[Collected data]
====================

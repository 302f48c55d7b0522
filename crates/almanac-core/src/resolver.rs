//! Event-to-cell resolution.
//!
//! Both resolvers are stable filters: the
//! returned events borrow from the input
//! slice and keep its order. Nothing here
//! holds state between calls.

use std::str::FromStr;

use anyhow::anyhow;
use chrono::{
  Datelike,
  NaiveDate
};
use chrono_tz::Tz;
use tracing::{
  trace,
  warn
};

use crate::config::Config;
use crate::datetime::{
  TimestampFormat,
  calendar_timezone
};
use crate::error::{
  ParseError,
  ResolveError,
  ResolveResult,
  TimestampField
};
use crate::event::Event;

#[derive(
  Debug, Clone, Copy, PartialEq, Eq,
)]
pub enum Granularity {
  Day,
  Month
}

/// How a month cell is compared with an
/// event's start date.
#[derive(
  Debug,
  Clone,
  Copy,
  Default,
  PartialEq,
  Eq,
)]
pub enum MonthMatching {
  /// Year and month must both match.
  #[default]
  YearAndMonth,
  /// Only the month number is compared,
  /// so an event shows up in the same
  /// month of every year.
  MonthOfYear
}

impl FromStr for MonthMatching {
  type Err = anyhow::Error;

  fn from_str(
    s: &str
  ) -> Result<Self, Self::Err> {
    match s
      .trim()
      .to_ascii_lowercase()
      .as_str()
    {
      | "year-and-month" => {
        Ok(Self::YearAndMonth)
      }
      | "month-of-year" => {
        Ok(Self::MonthOfYear)
      }
      | other => {
        Err(anyhow!(
          "invalid month.match \
           setting: {other} (expected \
           year-and-month or \
           month-of-year)"
        ))
      }
    }
  }
}

/// What to do with an event whose
/// timestamp does not parse.
#[derive(
  Debug,
  Clone,
  Copy,
  Default,
  PartialEq,
  Eq,
)]
pub enum ParsePolicy {
  /// Exclude the event and report it in
  /// [`Resolution::rejected`].
  #[default]
  Skip,
  /// Fail the whole call.
  Strict
}

impl FromStr for ParsePolicy {
  type Err = anyhow::Error;

  fn from_str(
    s: &str
  ) -> Result<Self, Self::Err> {
    match s
      .trim()
      .to_ascii_lowercase()
      .as_str()
    {
      | "skip" => Ok(Self::Skip),
      | "strict" => Ok(Self::Strict),
      | other => {
        Err(anyhow!(
          "invalid parse.policy \
           setting: {other} (expected \
           skip or strict)"
        ))
      }
    }
  }
}

#[derive(Debug, Clone, PartialEq, Eq)]
pub struct Rejected {
  /// Position in the input collection.
  pub index: usize,
  pub error: ParseError
}

#[derive(Debug, Clone, PartialEq)]
pub struct Resolution<'a> {
  pub events:   Vec<&'a Event>,
  pub rejected: Vec<Rejected>
}

impl Resolution<'_> {
  pub fn is_empty(&self) -> bool {
    self.events.is_empty()
  }

  pub fn len(&self) -> usize {
    self.events.len()
  }
}

#[derive(Debug, Clone, Default)]
pub struct Resolver {
  format:         TimestampFormat,
  month_matching: MonthMatching,
  parse_policy:   ParsePolicy,
  zone:           Option<Tz>
}

impl Resolver {
  pub fn new() -> Self {
    Self::default()
  }

  /// Builds a resolver from the
  /// `timestamp.*`, `month.match`,
  /// `parse.policy` and `timezone`
  /// keys.
  #[tracing::instrument(skip(cfg))]
  pub fn from_config(
    cfg: &Config
  ) -> anyhow::Result<Self> {
    let defaults =
      TimestampFormat::default();
    let format = TimestampFormat::new(
      cfg
        .get("timestamp.datetime")
        .unwrap_or_else(|| {
          defaults
            .datetime_pattern()
            .to_string()
        }),
      cfg
        .get("timestamp.date")
        .unwrap_or_else(|| {
          defaults
            .date_pattern()
            .to_string()
        })
    );

    let month_matching = cfg
      .get("month.match")
      .map(|raw| raw.parse::<MonthMatching>())
      .transpose()?
      .unwrap_or_default();
    let parse_policy = cfg
      .get("parse.policy")
      .map(|raw| raw.parse::<ParsePolicy>())
      .transpose()?
      .unwrap_or_default();
    let zone = calendar_timezone(
      cfg.get("timezone").as_deref()
    )?;

    Ok(Self {
      format,
      month_matching,
      parse_policy,
      zone
    })
  }

  pub fn with_format(
    mut self,
    format: TimestampFormat
  ) -> Self {
    self.format = format;
    self
  }

  pub fn with_month_matching(
    mut self,
    month_matching: MonthMatching
  ) -> Self {
    self.month_matching = month_matching;
    self
  }

  pub fn with_parse_policy(
    mut self,
    parse_policy: ParsePolicy
  ) -> Self {
    self.parse_policy = parse_policy;
    self
  }

  pub fn with_zone(
    mut self,
    zone: Option<Tz>
  ) -> Self {
    self.zone = zone;
    self
  }

  pub fn format(
    &self
  ) -> &TimestampFormat {
    &self.format
  }

  pub fn month_matching(
    &self
  ) -> MonthMatching {
    self.month_matching
  }

  pub fn parse_policy(
    &self
  ) -> ParsePolicy {
    self.parse_policy
  }

  pub fn zone(&self) -> Option<&Tz> {
    self.zone.as_ref()
  }

  pub fn resolve<'a>(
    &self,
    granularity: Granularity,
    events: &'a [Event],
    reference: NaiveDate
  ) -> ResolveResult<Resolution<'a>> {
    match granularity {
      | Granularity::Day => {
        self.resolve_day_events(
          events, reference
        )
      }
      | Granularity::Month => {
        self.resolve_month_events(
          events, reference
        )
      }
    }
  }

  /// Events whose inclusive
  /// `[start_date, end_date]` range,
  /// truncated to calendar dates,
  /// contains `day`. An inverted range
  /// matches nothing.
  #[tracing::instrument(skip(self, events), fields(events = events.len()))]
  pub fn resolve_day_events<'a>(
    &self,
    events: &'a [Event],
    day: NaiveDate
  ) -> ResolveResult<Resolution<'a>> {
    self.collect(events, |event| {
      let start = self.calendar_date(
        &event.start_date,
        TimestampField::Start
      )?;
      let end = self.calendar_date(
        &event.end_date,
        TimestampField::End
      )?;
      Ok(start <= day && day <= end)
    })
  }

  /// Events whose `start_date` falls in
  /// the month of `month_reference`.
  /// `end_date` is not consulted.
  #[tracing::instrument(skip(self, events), fields(events = events.len()))]
  pub fn resolve_month_events<'a>(
    &self,
    events: &'a [Event],
    month_reference: NaiveDate
  ) -> ResolveResult<Resolution<'a>> {
    self.collect(events, |event| {
      let start = self.calendar_date(
        &event.start_date,
        TimestampField::Start
      )?;
      Ok(match self.month_matching {
        | MonthMatching::YearAndMonth => {
          start.year()
            == month_reference.year()
            && start.month()
              == month_reference.month()
        }
        | MonthMatching::MonthOfYear => {
          start.month()
            == month_reference.month()
        }
      })
    })
  }

  fn calendar_date(
    &self,
    raw: &str,
    field: TimestampField
  ) -> Result<NaiveDate, ParseError> {
    self
      .format
      .parse(raw, field)
      .map(|time| {
        time.calendar_date(
          self.zone.as_ref()
        )
      })
  }

  fn collect<'a, F>(
    &self,
    events: &'a [Event],
    mut matches: F
  ) -> ResolveResult<Resolution<'a>>
  where
    F: FnMut(
      &Event
    )
      -> Result<bool, ParseError>
  {
    let mut out = Resolution {
      events:   Vec::new(),
      rejected: Vec::new()
    };

    for (index, event) in
      events.iter().enumerate()
    {
      match matches(event) {
        | Ok(true) => out.events.push(event),
        | Ok(false) => {}
        | Err(error) => {
          match self.parse_policy {
            | ParsePolicy::Strict => {
              return Err(
                ResolveError::Parse {
                  index,
                  source: error
                }
              );
            }
            | ParsePolicy::Skip => {
              warn!(
                index,
                title = %event.title,
                error = %error,
                "skipping event with unparseable timestamp"
              );
              out.rejected.push(
                Rejected {
                  index,
                  error
                }
              );
            }
          }
        }
      }
    }

    trace!(
      matched = out.events.len(),
      rejected = out.rejected.len(),
      "resolved cell"
    );
    Ok(out)
  }
}

/// [`Resolver::resolve_day_events`]
/// with default settings.
pub fn resolve_day_events(
  events: &[Event],
  day: NaiveDate
) -> ResolveResult<Resolution<'_>> {
  Resolver::default()
    .resolve_day_events(events, day)
}

/// [`Resolver::resolve_month_events`]
/// with default settings.
pub fn resolve_month_events(
  events: &[Event],
  month_reference: NaiveDate
) -> ResolveResult<Resolution<'_>> {
  Resolver::default()
    .resolve_month_events(
      events,
      month_reference
    )
}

====================

• [EXERCISE BRIEF]: Isolate the lines above that contain the word "NaiveDate" and copy them.

• [ANSWER BELOW]:
  NaiveDate
    reference: NaiveDate
    day: NaiveDate
    month_reference: NaiveDate
  ) -> Result<NaiveDate, ParseError> {
  day: NaiveDate
  month_reference: NaiveDate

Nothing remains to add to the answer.